Instructions:
A user has two options for interacting with the web application:
-
Sample telemetry data:
This option is suggested if you want to see the framework in action quickly. The sample data includes
healthy and anomalous telemetry data collected from different compute nodes, allowing you to investigate
the anomaly diagnosis results.
- The sample dataset was collected from Volta, a Sandia National Laboratories-based Cray XC30m testbed
supercomputer. Volta comprises 52 computing nodes organized into 13 connected switches, with each
switch containing four nodes. Each node features 64GB of memory and two sockets, each equipped with
an Intel Xeon E5-2695 v2 CPU featuring 12 two-way hyper-threaded cores.
- There are 10 unique job ids and 20 unique compute node ids in the sample dataset. Each job id is
associated with 2 unique compute node id.

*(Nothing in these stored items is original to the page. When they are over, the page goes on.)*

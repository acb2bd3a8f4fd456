//! `librarian enqueue` and `librarian job`

use anyhow::Result;
use clap::Args;

use crate::client::ControlClient;
use crate::exit_error::{ExitError, EXIT_FAILURE};
use crate::models::EnqueueRequest;
use crate::output::{format_or_json, job_lines, OutputFormat};

#[derive(Args, Debug)]
pub struct EnqueueArgs {
    /// Queue to run on (default: "default")
    #[arg(long)]
    pub queue: Option<String>,

    /// Block until the job is done and print its output
    #[arg(long)]
    pub wait: bool,

    /// Client name recorded on the job
    #[arg(long, default_value = "cli")]
    pub client: String,

    /// Requested job id
    #[arg(long)]
    pub id: Option<String>,

    /// Command words followed by their arguments, e.g. `-- Library noop`
    #[arg(last = true, required = true)]
    pub args: Vec<String>,
}

impl EnqueueArgs {
    pub fn to_request(&self) -> EnqueueRequest {
        EnqueueRequest {
            args: self.args.clone(),
            queue: self.queue.clone(),
            client: Some(self.client.clone()),
            wait: self.wait,
            id: self.id.clone(),
        }
    }
}

pub async fn enqueue(args: EnqueueArgs, client: &ControlClient, format: OutputFormat) -> Result<()> {
    let job = client.enqueue(&args.to_request()).await?;

    format_or_json(format, &job, || {
        if args.wait {
            for line in job_lines(&job) {
                println!("{}", line);
            }
        } else {
            println!("{}", job.id);
        }
    })?;

    if args.wait && !job.is_success() {
        return Err(ExitError::new(EXIT_FAILURE, String::new()).into());
    }
    Ok(())
}

pub async fn show(id: &str, client: &ControlClient, format: OutputFormat) -> Result<()> {
    let job = client.job(id).await?;
    format_or_json(format, &job, || {
        for line in job_lines(&job) {
            println!("{}", line);
        }
    })
}
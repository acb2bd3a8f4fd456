//! Error handling for the control server
//!
//! This module provides the control server's error type using thiserror,
//! with HTTP status code mapping via Axum's IntoResponse trait.

use axum::{
    http::StatusCode,
    response::{IntoResponse, Response},
    Json,
};
use librarian_worker::WorkerError;
use serde::Serialize;
use thiserror::Error;

/// Error code the CLI and scripts match on when the server has no tokens
pub const AUTH_NOT_CONFIGURED: &str = "auth_not_configured";

/// API error response body
#[derive(Debug, Serialize)]
pub struct ErrorResponse {
    /// Error code for client-side handling
    pub code: &'static str,
    /// Human-readable error message
    pub message: String,
    /// Optional additional details
    #[serde(skip_serializing_if = "Option::is_none")]
    pub details: Option<serde_json::Value>,
}

/// Main API error type
#[derive(Error, Debug)]
pub enum ApiError {
    // ========== Authentication ==========
    /// The server itself has no usable tokens
    #[error("Authentication required: {0}")]
    AuthNotConfigured(String),

    /// Request carried no token
    #[error("authentication required")]
    Unauthorized,

    /// Request carried a token that does not match
    #[error("invalid control token")]
    Forbidden,

    // ========== Resource Errors ==========
    /// Requested resource not found
    #[error("{resource_type} not found: {id}")]
    NotFound {
        resource_type: &'static str,
        id: String,
    },

    // ========== Validation Errors ==========
    /// Request validation failed
    #[error("validation error: {0}")]
    ValidationError(String),

    /// Invalid request body format
    #[error("invalid request body: {0}")]
    InvalidBody(String),

    // ========== Daemon Errors ==========
    /// Daemon is stopping and takes no new work
    #[error("daemon is shutting down")]
    ShuttingDown,

    /// Job engine error
    #[error(transparent)]
    Worker(WorkerError),

    // ========== Internal Errors ==========
    /// Internal server error (catch-all for unexpected errors)
    #[error("internal server error: {0}")]
    Internal(String),
}

impl ApiError {
    /// Get the HTTP status code for this error
    pub fn status_code(&self) -> StatusCode {
        match self {
            Self::AuthNotConfigured(_) | Self::ShuttingDown => StatusCode::SERVICE_UNAVAILABLE,
            Self::Unauthorized => StatusCode::UNAUTHORIZED,
            Self::Forbidden => StatusCode::FORBIDDEN,
            Self::NotFound { .. } => StatusCode::NOT_FOUND,
            Self::ValidationError(_) => StatusCode::UNPROCESSABLE_ENTITY,
            Self::InvalidBody(_) => StatusCode::BAD_REQUEST,
            Self::Worker(err) => match err {
                WorkerError::UnknownCommand(_) | WorkerError::InvalidArgs(_) => {
                    StatusCode::UNPROCESSABLE_ENTITY
                }
                WorkerError::JobNotFound(_) | WorkerError::TemplateNotFound(_) => {
                    StatusCode::NOT_FOUND
                }
                _ => StatusCode::INTERNAL_SERVER_ERROR,
            },
            Self::Internal(_) => StatusCode::INTERNAL_SERVER_ERROR,
        }
    }

    /// Get the error code string for client-side handling
    pub fn error_code(&self) -> &'static str {
        match self {
            Self::AuthNotConfigured(_) => AUTH_NOT_CONFIGURED,
            Self::Unauthorized => "UNAUTHORIZED",
            Self::Forbidden => "FORBIDDEN",
            Self::NotFound { .. } => "NOT_FOUND",
            Self::ValidationError(_) => "VALIDATION_ERROR",
            Self::InvalidBody(_) => "INVALID_BODY",
            Self::ShuttingDown => "SHUTTING_DOWN",
            Self::Worker(err) => match err {
                WorkerError::UnknownCommand(_) => "UNKNOWN_COMMAND",
                WorkerError::InvalidArgs(_) => "INVALID_ARGS",
                WorkerError::JobNotFound(_) => "JOB_NOT_FOUND",
                WorkerError::TemplateNotFound(_) => "TEMPLATE_NOT_FOUND",
                WorkerError::TemplateCycle(_) | WorkerError::TemplateParse { .. } => {
                    "TEMPLATE_ERROR"
                }
                _ => "WORKER_ERROR",
            },
            Self::Internal(_) => "INTERNAL_ERROR",
        }
    }

    /// Create a not found error for a specific resource
    pub fn not_found(resource_type: &'static str, id: impl Into<String>) -> Self {
        Self::NotFound {
            resource_type,
            id: id.into(),
        }
    }

    /// Log the error with appropriate severity based on status code
    pub fn log(&self) {
        let status = self.status_code();
        if status.is_server_error() {
            tracing::error!(
                error = %self,
                code = self.error_code(),
                status = status.as_u16(),
                "Server error occurred"
            );
        } else if status == StatusCode::UNAUTHORIZED || status == StatusCode::FORBIDDEN {
            tracing::warn!(
                error = %self,
                code = self.error_code(),
                status = status.as_u16(),
                "Authorization error"
            );
        } else {
            tracing::debug!(
                error = %self,
                code = self.error_code(),
                status = status.as_u16(),
                "Client error"
            );
        }
    }
}

impl IntoResponse for ApiError {
    fn into_response(self) -> Response {
        self.log();
        let status = self.status_code();

        // Scripts check this body shape without parsing the usual envelope
        if let Self::AuthNotConfigured(reason) = &self {
            return (
                status,
                Json(serde_json::json!({
                    "error": AUTH_NOT_CONFIGURED,
                    "message": reason,
                })),
            )
                .into_response();
        }

        let error_response = ErrorResponse {
            code: self.error_code(),
            message: self.to_string(),
            details: None,
        };
        (status, Json(error_response)).into_response()
    }
}

/// Result type alias for API operations
pub type ApiResult<T> = Result<T, ApiError>;

// ========== Conversion Implementations ==========

impl From<WorkerError> for ApiError {
    fn from(err: WorkerError) -> Self {
        match err {
            WorkerError::JobNotFound(id) => Self::not_found("job", id),
            other => Self::Worker(other),
        }
    }
}

impl From<anyhow::Error> for ApiError {
    fn from(err: anyhow::Error) -> Self {
        match err.downcast::<ApiError>() {
            Ok(api_err) => api_err,
            Err(err) => Self::Internal(err.to_string()),
        }
    }
}

impl From<std::io::Error> for ApiError {
    fn from(err: std::io::Error) -> Self {
        Self::Internal(err.to_string())
    }
}
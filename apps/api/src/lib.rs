//! Librarian control server library
//!
//! This module exposes the control server components for use in integration
//! tests and by the daemon binary.

pub mod config;
pub mod error;
pub mod middleware;
pub mod routes;
pub mod server;
pub mod services;
pub mod state;

// Re-export commonly used types
pub use error::{ApiError, ApiResult, ErrorResponse};
pub use middleware::AuthPolicy;
pub use routes::build_router;
pub use server::{check_bind_policy, ControlServer};
pub use state::AppState;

- In this sample dataset, it contains 6 healthy application runs and 14 anomalous
application run.
-
Upload your own data
Based on the data uploaded, the framework will perform the necessary data transformation steps and
generate the anomaly diagnosis results. Currently, we support telemetry data collected via the Lightweight Distributed
Metric Service.
Input Data Format:
We provide
an
example CSV file for the input
data format. The first three columns are metadata columns: job_id, node_id, and timestamp. Generally, a
scheduler assigns a unique job_id to each job and non-unique node_ids when an application is running. Since LDMS
collects telemetry data from each compute node, and our framework provides anomaly diagnosis results for each
compute node, we use the combination of job_id and node_id as a unique identifier.
The remaining column names are metrics collected via LDMS, such as MemTotal::meminfo, processes::procstat, and
compact_pagemigrate_failed::vmstat. The first part of the column name is the metric name, and the second part
indicates the subsystem from which it is collected.
Output:
The first section provides a comprehensive overview of the results. It includes the number of unique job_ids and
the percentage breakdown of each detected anomaly type in the uploaded telemetry dataset. Additionally, we
present the top 5 most influential features identified by the trained model.
Following the overview, users have the flexibility to delve into specific details by selecting a combination of
job_id and node_id. This allows them to explore the results in greater depth, such as examining the ratio of
each anomaly within the entire dataset. Furthermore, users can access the top 5 most significant features as
determined by the trained model.
Moreover, a comparison between two metrics is available. On the left, the diagram displays the metric of the
selected node id, providing a focused view. On the right, the diagram showcases the metrics of the healthy node
data corresponding to the selected application type, enabling a valuable comparative analysis.